Entries shown section start
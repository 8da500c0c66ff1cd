//! Application configuration loaded from environment variables.

use std::str::FromStr;

use crate::errors::{IndexerError, Result};

#[derive(Debug, Clone, PartialEq, Eq)]
pub struct Config {
    /// Soroban RPC endpoint (e.g. https://soroban-testnet.stellar.org)
    pub rpc_url: String,
    /// The escrow contract address (Strkey format)
    pub contract_id: String,
    /// Path to the SQLite database file
    pub database_url: String,
    /// Port for the REST API server
    pub api_port: u16,
    /// How often (in seconds) to poll the RPC for new events
    pub poll_interval_secs: u64,
    /// Maximum number of events to fetch per RPC request
    pub events_per_page: u32,
    /// Ledger to start from if no cursor is saved
    pub start_ledger: u32,
}

impl Config {
    pub fn from_env() -> Result<Self> {
        Self::from_lookup(|key| std::env::var(key).ok())
    }

    /// Build a config from an arbitrary key lookup; unset keys fall back to defaults.
    pub fn from_lookup<F>(lookup: F) -> Result<Self>
    where
        F: Fn(&str) -> Option<String>,
    {
        Ok(Config {
            rpc_url: lookup("RPC_URL")
                .unwrap_or_else(|| "https://soroban-testnet.stellar.org".to_string()),
            contract_id: lookup("CONTRACT_ID").ok_or_else(|| {
                IndexerError::Config("CONTRACT_ID environment variable is required".to_string())
            })?,
            database_url: lookup("DATABASE_URL")
                .unwrap_or_else(|| "sqlite:./escrow_events.db".to_string()),
            api_port: parse_or(&lookup, "API_PORT", 3001)?,
            poll_interval_secs: parse_or(&lookup, "POLL_INTERVAL_SECS", 5)?,
            events_per_page: parse_or(&lookup, "EVENTS_PER_PAGE", 100)?,
            start_ledger: parse_or(&lookup, "START_LEDGER", 0)?,
        })
    }
}

fn parse_or<F, T>(lookup: &F, key: &str, default: T) -> Result<T>
where
    F: Fn(&str) -> Option<String>,
    T: FromStr,
{
    match lookup(key) {
        Some(raw) => raw
            .trim()
            .parse()
            .map_err(|_| IndexerError::Config(format!("Invalid {key}: {raw:?}"))),
        None => Ok(default),
    }
}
Entries shown section end
● Your objective: Print the records verbatim, stopping after the "address (Strkey format)" line.

● Completed task:
repository 8da500c0c66ff1cd
//! Application configuration loaded from environment variables.

use std::str::FromStr;

use crate::errors::{IndexerError, Result};

#[derive(Debug, Clone, PartialEq, Eq)]
pub struct Config {
    /// Soroban RPC endpoint (e.g. https://soroban-testnet.stellar.org)
    pub rpc_url: String,
    /// The escrow contract address (Strkey format)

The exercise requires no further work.